→ Problem requirements
Retype the records that come next, word for word.
==== Material to process ====
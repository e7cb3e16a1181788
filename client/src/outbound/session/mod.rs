//! Session store adapters.
//!
//! The CLI keeps tokens in a JSON file; tests and embedders can use the
//! in-memory store.

mod file;
mod memory;

pub use file::FileSessionStore;
pub use memory::MemorySessionStore;
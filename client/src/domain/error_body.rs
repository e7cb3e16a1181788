//! Human-readable messages from backend error bodies.
//!
//! Error bodies come in a few shapes: `{"detail": "..."}`, a field map such
//! as `{"amount": ["A valid number is required."]}`, a bare list of
//! messages, or something that is not JSON at all. Only the last yields no
//! message; the use case then shows its own fallback.

use serde_json::{Map, Value};

const MESSAGE_KEYS: [&str; 2] = ["detail", "error"];

/// Decoded error body.
#[derive(Debug, Clone, PartialEq)]
pub(crate) struct ErrorBody {
    pub(crate) message: Option<String>,
    pub(crate) json: Option<Value>,
}

/// Derive a message from a raw response body.
pub(crate) fn describe_error_body(body: &[u8]) -> ErrorBody {
    match serde_json::from_slice::<Value>(body) {
        Ok(json) => ErrorBody {
            message: describe_value(&json),
            json: Some(json),
        },
        Err(_) => ErrorBody {
            message: None,
            json: None,
        },
    }
}

fn describe_value(value: &Value) -> Option<String> {
    match value {
        Value::Object(fields) => describe_object(fields),
        Value::Array(items) => non_empty(join_messages(items)),
        Value::String(text) => non_empty(text.trim().to_owned()),
        _ => None,
    }
}

fn describe_object(fields: &Map<String, Value>) -> Option<String> {
    for key in MESSAGE_KEYS {
        if let Some(Value::String(message)) = fields.get(key) {
            if !message.trim().is_empty() {
                return Some(message.clone());
            }
        }
    }

    let parts: Vec<String> = fields
        .iter()
        .map(|(field, messages)| format!("{field}: {}", field_messages(messages)))
        .collect();
    non_empty(parts.join(" | "))
}

fn field_messages(value: &Value) -> String {
    match value {
        Value::Array(items) => join_messages(items),
        Value::String(text) => text.clone(),
        other => other.to_string(),
    }
}

fn join_messages(items: &[Value]) -> String {
    items
        .iter()
        .map(|item| match item {
            Value::String(text) => text.clone(),
            other => other.to_string(),
        })
        .collect::<Vec<_>>()
        .join(", ")
}

/// Whitespace-compacted, truncated body text for logs.
pub(crate) fn body_preview(body: &[u8]) -> String {
    const PREVIEW_CHAR_LIMIT: usize = 160;

    let compact = String::from_utf8_lossy(body)
        .split_whitespace()
        .collect::<Vec<_>>()
        .join(" ");
    let preview = compact.chars().take(PREVIEW_CHAR_LIMIT).collect::<String>();
    if compact.chars().count() > PREVIEW_CHAR_LIMIT {
        format!("{preview}...")
    } else {
        preview
    }
}

fn non_empty(text: String) -> Option<String> {
    if text.trim().is_empty() { None } else { Some(text) }
}
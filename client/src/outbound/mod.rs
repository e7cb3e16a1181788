//! Outbound adapters implementing domain ports for external infrastructure.
//!
//! - **http**: reqwest-backed `ApiTransport`
//! - **session**: file and in-memory `SessionStore` implementations
//!
//! Adapters are thin translators between domain types and infrastructure
//! representations. They contain no business logic.

pub mod http;
pub mod session;
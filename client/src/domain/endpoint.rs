//! Backend endpoint templates.
//!
//! Paths are fixed; only transaction ids and post slugs are substituted.
//! Every path keeps the trailing slash the backend router expects.

use std::fmt;

use url::Url;

use super::PostSlug;

/// One REST endpoint of the expense tracker or blog backend.
#[derive(Debug, Clone, PartialEq, Eq)]
pub enum Endpoint {
    /// `POST /api/token/`: expense tracker login.
    ObtainToken,
    /// `POST /api/token/refresh/`: exchange a refresh token.
    RefreshToken,
    /// `POST /api/register/`.
    Register,
    /// `POST /api/login/`: blog login.
    Login,
    /// `GET/POST /api/transactions/`.
    Transactions,
    /// `GET/PUT/DELETE /api/transactions/{id}/`.
    Transaction(i64),
    /// `GET /api/transactions/summary/`.
    TransactionSummary,
    /// `GET /api/categories/`.
    Categories,
    /// `GET/POST /api/posts/`.
    Posts,
    /// `GET/PATCH/DELETE /api/posts/{slug}/`.
    Post(PostSlug),
}

impl Endpoint {
    /// Absolute path of the endpoint.
    ///
    /// # Examples
    /// ```
    /// use client::domain::Endpoint;
    ///
    /// assert_eq!(Endpoint::Transaction(12).path(), "/api/transactions/12/");
    /// ```
    pub fn path(&self) -> String {
        match self {
            Self::ObtainToken => "/api/token/".to_owned(),
            Self::RefreshToken => "/api/token/refresh/".to_owned(),
            Self::Register => "/api/register/".to_owned(),
            Self::Login => "/api/login/".to_owned(),
            Self::Transactions => "/api/transactions/".to_owned(),
            Self::Transaction(id) => format!("/api/transactions/{id}/"),
            Self::TransactionSummary => "/api/transactions/summary/".to_owned(),
            Self::Categories => "/api/categories/".to_owned(),
            Self::Posts => "/api/posts/".to_owned(),
            Self::Post(slug) => format!("/api/posts/{slug}/"),
        }
    }
}

impl fmt::Display for Endpoint {
    fn fmt(&self, f: &mut fmt::Formatter<'_>) -> fmt::Result {
        f.write_str(&self.path())
    }
}

/// Where a request is sent: an endpoint template or a server-issued link.
#[derive(Debug, Clone, PartialEq, Eq)]
pub enum RequestTarget {
    /// Endpoint resolved against the configured base URL.
    Endpoint {
        /// Endpoint template.
        endpoint: Endpoint,
        /// Query parameters appended in order.
        query: Vec<(String, String)>,
    },
    /// Absolute pagination link returned by the backend.
    Link(Url),
}

impl RequestTarget {
    /// Endpoint target with query parameters.
    pub fn with_query(endpoint: Endpoint, query: Vec<(String, String)>) -> Self {
        Self::Endpoint { endpoint, query }
    }

    /// Short description for logs.
    pub fn describe(&self) -> String {
        match self {
            Self::Endpoint { endpoint, .. } => endpoint.path(),
            Self::Link(url) => url.path().to_owned(),
        }
    }
}

impl From<Endpoint> for RequestTarget {
    fn from(endpoint: Endpoint) -> Self {
        Self::Endpoint {
            endpoint,
            query: Vec::new(),
        }
    }
}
====
→ Reply
repository e7cb3e16a1181788
filename client/src/outbound/session/mod.rs
//! Session store adapters.
//!
//! The CLI keeps tokens in a JSON file; tests and embedders can use the
//! in-memory store.

mod file;
mod memory;

pub use file::FileSessionStore;
pub use memory::MemorySessionStore;
filename client/src/domain/error_body.rs
repository e7cb3e16a1181788
//! Human-readable messages from backend error bodies.
//!
//! Error bodies come in a few shapes: `{"detail": "..."}`, a field map such
//! as `{"amount": ["A valid number is required."]}`, a bare list of
//! messages, or something that is not JSON at all. Only the last yields no
//! message; the use case then shows its own fallback.

use serde_json::{Map, Value};

const MESSAGE_KEYS: [&str; 2] = ["detail", "error"];

/// Decoded error body.
#[derive(Debug, Clone, PartialEq)]
pub(crate) struct ErrorBody {
    pub(crate) message: Option<String>,
    pub(crate) json: Option<Value>,
}

/// Derive a message from a raw response body.
pub(crate) fn describe_error_body(body: &[u8]) -> ErrorBody {
    match serde_json::from_slice::<Value>(body) {
        Ok(json) => ErrorBody {
            message: describe_value(&json),
            json: Some(json),
        },
        Err(_) => ErrorBody {
            message: None,
            json: None,
        },
    }
}

fn describe_value(value: &Value) -> Option<String> {
    match value {
        Value::Object(fields) => describe_object(fields),
        Value::Array(items) => non_empty(join_messages(items)),
        Value::String(text) => non_empty(text.trim().to_owned()),
        _ => None,
    }
}

fn describe_object(fields: &Map<String, Value>) -> Option<String> {
    for key in MESSAGE_KEYS {
        if let Some(Value::String(message)) = fields.get(key) {
            if !message.trim().is_empty() {
                return Some(message.clone());
            }
        }
    }

    let parts: Vec<String> = fields
        .iter()
        .map(|(field, messages)| format!("{field}: {}", field_messages(messages)))
        .collect();
    non_empty(parts.join(" | "))
}

fn field_messages(value: &Value) -> String {
    match value {
        Value::Array(items) => join_messages(items),
        Value::String(text) => text.clone(),
        other => other.to_string(),
    }
}

fn join_messages(items: &[Value]) -> String {
    items
        .iter()
        .map(|item| match item {
            Value::String(text) => text.clone(),
            other => other.to_string(),
        })
        .collect::<Vec<_>>()
        .join(", ")
}

/// Whitespace-compacted, truncated body text for logs.
pub(crate) fn body_preview(body: &[u8]) -> String {
    const PREVIEW_CHAR_LIMIT: usize = 160;

    let compact = String::from_utf8_lossy(body)
        .split_whitespace()
        .collect::<Vec<_>>()
        .join(" ");
    let preview = compact.chars().take(PREVIEW_CHAR_LIMIT).collect::<String>();
    if compact.chars().count() > PREVIEW_CHAR_LIMIT {
        format!("{preview}...")
    } else {
        preview
    }
}

fn non_empty(text: String) -> Option<String> {
    if text.trim().is_empty() { None } else { Some(text) }
}
filename client/src/outbound/mod.rs
repository e7cb3e16a1181788
//! Outbound adapters implementing domain ports for external infrastructure.
//!
//! - **http**: reqwest-backed `ApiTransport`
//! - **session**: file and in-memory `SessionStore` implementations
//!
//! Adapters are thin translators between domain types and infrastructure
//! representations. They contain no business logic.

pub mod http;
pub mod session;
filename client/src/domain/endpoint.rs
//! Backend endpoint templates.
//!
//! Paths are fixed; only transaction ids and post slugs are substituted.
//! Every path keeps the trailing slash the backend router expects.

use std::fmt;

use url::Url;

use super::PostSlug;

/// One REST endpoint of the expense tracker or blog backend.
#[derive(Debug, Clone, PartialEq, Eq)]
pub enum Endpoint {
    /// `POST /api/token/`: expense tracker login.
    ObtainToken,
    /// `POST /api/token/refresh/`: exchange a refresh token.
    RefreshToken,
    /// `POST /api/register/`.
    Register,
    /// `POST /api/login/`: blog login.
    Login,
    /// `GET/POST /api/transactions/`.
    Transactions,
    /// `GET/PUT/DELETE /api/transactions/{id}/`.
    Transaction(i64),
    /// `GET /api/transactions/summary/`.
    TransactionSummary,
    /// `GET /api/categories/`.
    Categories,
    /// `GET/POST /api/posts/`.
    Posts,
    /// `GET/PATCH/DELETE /api/posts/{slug}/`.
    Post(PostSlug),
}

impl Endpoint {
    /// Absolute path of the endpoint.
    ///
    /// # Examples
    /// ```
    /// use client::domain::Endpoint;
    ///
    /// assert_eq!(Endpoint::Transaction(12).path(), "/api/transactions/12/");
    /// ```
    pub fn path(&self) -> String {
        match self {
            Self::ObtainToken => "/api/token/".to_owned(),
            Self::RefreshToken => "/api/token/refresh/".to_owned(),
            Self::Register => "/api/register/".to_owned(),
            Self::Login => "/api/login/".to_owned(),
            Self::Transactions => "/api/transactions/".to_owned(),
            Self::Transaction(id) => format!("/api/transactions/{id}/"),
            Self::TransactionSummary => "/api/transactions/summary/".to_owned(),
            Self::Categories => "/api/categories/".to_owned(),
            Self::Posts => "/api/posts/".to_owned(),
            Self::Post(slug) => format!("/api/posts/{slug}/"),
        }
    }
}

impl fmt::Display for Endpoint {
    fn fmt(&self, f: &mut fmt::Formatter<'_>) -> fmt::Result {
        f.write_str(&self.path())
    }
}

/// Where a request is sent: an endpoint template or a server-issued link.
#[derive(Debug, Clone, PartialEq, Eq)]
pub enum RequestTarget {
    /// Endpoint resolved against the configured base URL.
    Endpoint {
        /// Endpoint template.
        endpoint: Endpoint,
        /// Query parameters appended in order.
        query: Vec<(String, String)>,
    },
    /// Absolute pagination link returned by the backend.
    Link(Url),
}

impl RequestTarget {
    /// Endpoint target with query parameters.
    pub fn with_query(endpoint: Endpoint, query: Vec<(String, String)>) -> Self {
        Self::Endpoint { endpoint, query }
    }

    /// Short description for logs.
    pub fn describe(&self) -> String {
        match self {
            Self::Endpoint { endpoint, .. } => endpoint.path(),
            Self::Link(url) => url.path().to_owned(),
        }
    }
}

impl From<Endpoint> for RequestTarget {
    fn from(endpoint: Endpoint) -> Self {
        Self::Endpoint {
            endpoint,
            query: Vec::new(),
        }
    }
}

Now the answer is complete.